Ahmet SEFA
NE KADAR ADAM-IM-IZ?
Gazi Üniversitesi’nden arkadaşımla yıllar sonra (20 yıl önce) (editörün düzenlemesi 28 yıl önce)rastlaştığımızda ilk sorusu, “Kaç evin, kaç liran var?” oldu…
İyiydi, yiğitti 76’larda. Bu birlikteliğin rahatlığıyla, şey…leyerek,
“Yok,” dedim.
“Burada da mı yok?”
“Kiracıyız…”
“En azından bir yazlığın?”
“Hıh, yok…”
“Ulan,” demişti, “Bir adam olamamışsın!..”
Utanmıştım!.. Düşünememiştim… Faaliyetler… Cuntaya karşı… Cezaevindekilerle dayanışma… Haksızlık… Eşitsizlik… Zorbalıklara karşı koşturmacalardan…

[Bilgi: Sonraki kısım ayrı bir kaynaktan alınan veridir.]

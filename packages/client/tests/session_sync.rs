//! Connection-layer tests against a scripted transport
//!
//! These tests drive the manager and store the way a real transport would,
//! one event at a time, and assert the externally observable contract.

use std::sync::Arc;
use std::time::Duration;

use parking_lot::Mutex;
use serde_json::json;
use url::Url;

use showlink_client::{
    Action, AppState, ConnectionManager, ConnectionState, PlaybackReconciler, ReconnectPolicy,
    ServerEvent, SessionStore, TransportEvent,
};
use showlink_test_utils::{wait_until, RecordingSink, ScriptedSurface, ScriptedTransport};

fn manager_with(transport: &ScriptedTransport, max_attempts: u32) -> ConnectionManager {
    let url = Url::parse("ws://localhost:5000/ws").unwrap();
    let policy = ReconnectPolicy {
        max_attempts,
        base_delay: Duration::from_millis(10),
        handshake_timeout: Duration::from_millis(100),
    };
    ConnectionManager::with_factory(url, policy, Arc::new(transport.clone()))
}

fn app_state(song: Option<&str>, is_playing: bool, position: f64) -> TransportEvent {
    TransportEvent::Event(ServerEvent::AppState {
        data: AppState {
            current_song: song.map(String::from),
            is_playing,
            position,
        },
    })
}

fn authority_error(message: &str) -> TransportEvent {
    TransportEvent::Event(ServerEvent::Error {
        error: json!(message),
    })
}

#[tokio::test]
async fn test_connected_only_with_live_transport() {
    let transport = ScriptedTransport::new();
    let manager = manager_with(&transport, 5);

    assert_eq!(manager.state(), ConnectionState::Disconnected);
    assert!(!manager.has_transport());

    manager.connect();
    assert_eq!(manager.state(), ConnectionState::Connecting);
    assert!(manager.has_transport());

    transport.emit(TransportEvent::Connected);
    assert!(wait_until(|| manager.state() == ConnectionState::Connected).await);
    assert!(manager.has_transport());

    // A successful handshake must not be followed by a spurious
    // disconnected report.
    tokio::time::sleep(Duration::from_millis(20)).await;
    assert_eq!(manager.state(), ConnectionState::Connected);

    manager.disconnect();
    assert_eq!(manager.state(), ConnectionState::Disconnected);
    assert!(!manager.has_transport());
}

#[tokio::test]
async fn test_connect_is_idempotent() {
    let transport = ScriptedTransport::new();
    let manager = manager_with(&transport, 5);

    manager.connect();
    transport.emit(TransportEvent::Connected);
    assert!(wait_until(|| manager.is_connected()).await);

    manager.connect();
    manager.connect();

    assert_eq!(transport.spawn_count(), 1);
    assert_eq!(manager.state(), ConnectionState::Connected);
}

#[tokio::test]
async fn test_disconnect_without_connection_is_noop() {
    let transport = ScriptedTransport::new();
    let manager = manager_with(&transport, 5);

    manager.disconnect();
    assert_eq!(manager.state(), ConnectionState::Disconnected);
    assert_eq!(transport.spawn_count(), 0);
}

#[tokio::test]
async fn test_send_while_disconnected_reports_not_connected() {
    let transport = ScriptedTransport::new();
    let manager = manager_with(&transport, 5);

    let errors: Arc<Mutex<Vec<String>>> = Arc::default();
    let seen = Arc::clone(&errors);
    manager.on_error(move |error| seen.lock().push(error.to_string()));

    manager.send(Action::PlayAudio);

    let recorded = errors.lock().clone();
    assert_eq!(recorded.len(), 1);
    assert!(recorded[0].contains("not connected"));
    assert!(transport.sent().is_empty());
}

#[tokio::test]
async fn test_send_forwards_envelope_verbatim() {
    let transport = ScriptedTransport::new();
    let manager = manager_with(&transport, 5);

    manager.connect();
    transport.emit(TransportEvent::Connected);
    assert!(wait_until(|| manager.is_connected()).await);

    manager.send(Action::SeekAudio { time: 22.3 });

    assert!(wait_until(|| transport.sent().len() == 1).await);
    let sent = transport.sent();
    assert_eq!(sent[0].action, "seek_audio");
    assert_eq!(sent[0].params.get("time"), Some(&json!(22.3)));
}

#[tokio::test]
async fn test_panicking_listener_does_not_block_delivery() {
    let transport = ScriptedTransport::new();
    let manager = manager_with(&transport, 5);

    manager.on_app_state(|_| panic!("listener exploded"));

    let delivered: Arc<Mutex<Vec<AppState>>> = Arc::default();
    let seen = Arc::clone(&delivered);
    manager.on_app_state(move |update| seen.lock().push(update.clone()));

    manager.connect();
    transport.emit(TransportEvent::Connected);
    transport.emit(app_state(Some("born_slippy"), true, 5.0));

    assert!(wait_until(|| delivered.lock().len() == 1).await);
    let update = delivered.lock()[0].clone();
    assert_eq!(update.current_song.as_deref(), Some("born_slippy"));
    assert!(update.is_playing);
}

#[tokio::test]
async fn test_reconnection_exhaustion_reported_once() {
    let transport = ScriptedTransport::new();
    let manager = manager_with(&transport, 3);

    let errors: Arc<Mutex<Vec<String>>> = Arc::default();
    let seen = Arc::clone(&errors);
    manager.on_error(move |error| seen.lock().push(error.to_string()));

    manager.connect();
    for _ in 0..5 {
        transport.emit(TransportEvent::ConnectError {
            detail: "connection refused".to_string(),
        });
    }

    assert!(
        wait_until(|| errors.lock().iter().any(|e| e.contains("gave up"))).await
    );
    // Let the remaining scripted failures drain before counting.
    tokio::time::sleep(Duration::from_millis(20)).await;

    let recorded = errors.lock().clone();
    assert_eq!(
        recorded.iter().filter(|e| e.contains("gave up")).count(),
        1
    );
    assert_eq!(manager.failed_attempts(), 3);
    assert_eq!(manager.state(), ConnectionState::Disconnected);
}

#[tokio::test]
async fn test_store_tracks_session_state() {
    let transport = ScriptedTransport::new();
    let manager = manager_with(&transport, 5);
    let store = SessionStore::new(manager.clone(), Duration::from_millis(10));

    manager.connect();
    transport.emit(TransportEvent::Connected);
    transport.emit(app_state(Some("born_slippy"), true, 12.5));

    assert!(wait_until(|| store.snapshot().current_song.is_some()).await);
    let snapshot = store.snapshot();
    assert_eq!(snapshot.current_song.as_deref(), Some("born_slippy"));
    assert!(snapshot.is_playing);
    assert_eq!(snapshot.position_seconds, 12.5);
    assert!(snapshot.last_error.is_none());

    transport.emit(authority_error("Unknown action: warp_audio"));
    assert!(wait_until(|| store.snapshot().last_error.is_some()).await);

    // An error event only touches last_error.
    let snapshot = store.snapshot();
    assert_eq!(snapshot.current_song.as_deref(), Some("born_slippy"));
    assert!(snapshot.is_playing);
    assert!(snapshot
        .last_error
        .as_deref()
        .unwrap()
        .contains("Unknown action"));

    // The next well-formed state event clears it.
    transport.emit(app_state(Some("born_slippy"), false, 30.0));
    assert!(wait_until(|| store.snapshot().last_error.is_none()).await);
    assert!(!store.snapshot().is_playing);
}

#[tokio::test]
async fn test_store_normalizes_null_song_events() {
    let transport = ScriptedTransport::new();
    let manager = manager_with(&transport, 5);
    let store = SessionStore::new(manager.clone(), Duration::from_millis(10));

    manager.connect();
    transport.emit(TransportEvent::Connected);
    transport.emit(app_state(Some("born_slippy"), true, 50.0));
    assert!(wait_until(|| store.snapshot().current_song.is_some()).await);

    // A malformed authority could claim playback without a song; the
    // store must normalize it.
    transport.emit(app_state(None, true, 99.0));
    assert!(wait_until(|| store.snapshot().current_song.is_none()).await);

    let snapshot = store.snapshot();
    assert!(!snapshot.is_playing);
    assert_eq!(snapshot.position_seconds, 0.0);
}

#[tokio::test]
async fn test_store_persists_across_disconnect() {
    let transport = ScriptedTransport::new();
    let manager = manager_with(&transport, 5);
    let store = SessionStore::new(manager.clone(), Duration::from_millis(10));

    manager.connect();
    transport.emit(TransportEvent::Connected);
    transport.emit(app_state(Some("born_slippy"), true, 12.5));
    assert!(wait_until(|| store.snapshot().current_song.is_some()).await);

    manager.disconnect();

    let snapshot = store.snapshot();
    assert_eq!(snapshot.current_song.as_deref(), Some("born_slippy"));
    assert_eq!(snapshot.position_seconds, 12.5);
}

#[tokio::test]
async fn test_store_polls_connectivity() {
    let transport = ScriptedTransport::new();
    let manager = manager_with(&transport, 5);
    let store = SessionStore::new(manager.clone(), Duration::from_millis(10));

    assert!(!store.is_connected());

    manager.connect();
    transport.emit(TransportEvent::Connected);
    assert!(wait_until(|| store.is_connected()).await);

    manager.disconnect();
    assert!(wait_until(|| !store.is_connected()).await);
}

#[tokio::test]
async fn test_manual_reconnect_clears_error_and_cycles_transport() {
    let transport = ScriptedTransport::new();
    let manager = manager_with(&transport, 5);
    let store = SessionStore::new(manager.clone(), Duration::from_millis(10));

    manager.connect();
    transport.emit(TransportEvent::Connected);
    transport.emit(authority_error("backend fell over"));
    assert!(wait_until(|| store.snapshot().last_error.is_some()).await);

    store.reconnect();

    assert!(store.snapshot().last_error.is_none());
    assert_eq!(transport.spawn_count(), 2);
    assert_eq!(manager.state(), ConnectionState::Connecting);
}

#[tokio::test]
async fn test_store_snapshot_drives_reconciler() {
    let transport = ScriptedTransport::new();
    let manager = manager_with(&transport, 5);
    let store = SessionStore::new(manager.clone(), Duration::from_millis(10));

    manager.connect();
    transport.emit(TransportEvent::Connected);
    transport.emit(app_state(Some("born_slippy"), false, 40.0));
    assert!(wait_until(|| store.snapshot().current_song.is_some()).await);

    let sink = RecordingSink::new();
    let mut reconciler =
        PlaybackReconciler::new(ScriptedSurface::at_position(10.0), sink.clone(), 0.5);

    reconciler.observe(&store.snapshot());

    assert_eq!(reconciler.surface().seeks, vec![40.0]);
    assert!(sink.actions().is_empty());
}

“Ama,” demiştim mülksüzlüğün ezikliğinde, “Sığınmacılık… Asgari ücret… Eylemler… Yol paraları… Bağış kampanyaları… Gene de üç beş kitap yazdım, bazen gazetelere yazılar, haberler…”
“Karın doyurmaz. Başını içine sokabileceğin bir ev değildir kitap mitap… “ demişti.
“Bekliyordu ki, senin bir şeylerin…” Der demez, sorumu bitirmeden,
Dikleniveren omuzlarla, “Benim var… Bir spor mağazam, bir evim, yazlığım…”
Bir aylık Hollanda seyahatinde aramamıştı bir daha… Belki de konuk olduğu gene bir eski arkadaş aratmamıştı! Üç katlı, bilmem kaç odalı, müstakil tapulu evine uğramamı istememişti!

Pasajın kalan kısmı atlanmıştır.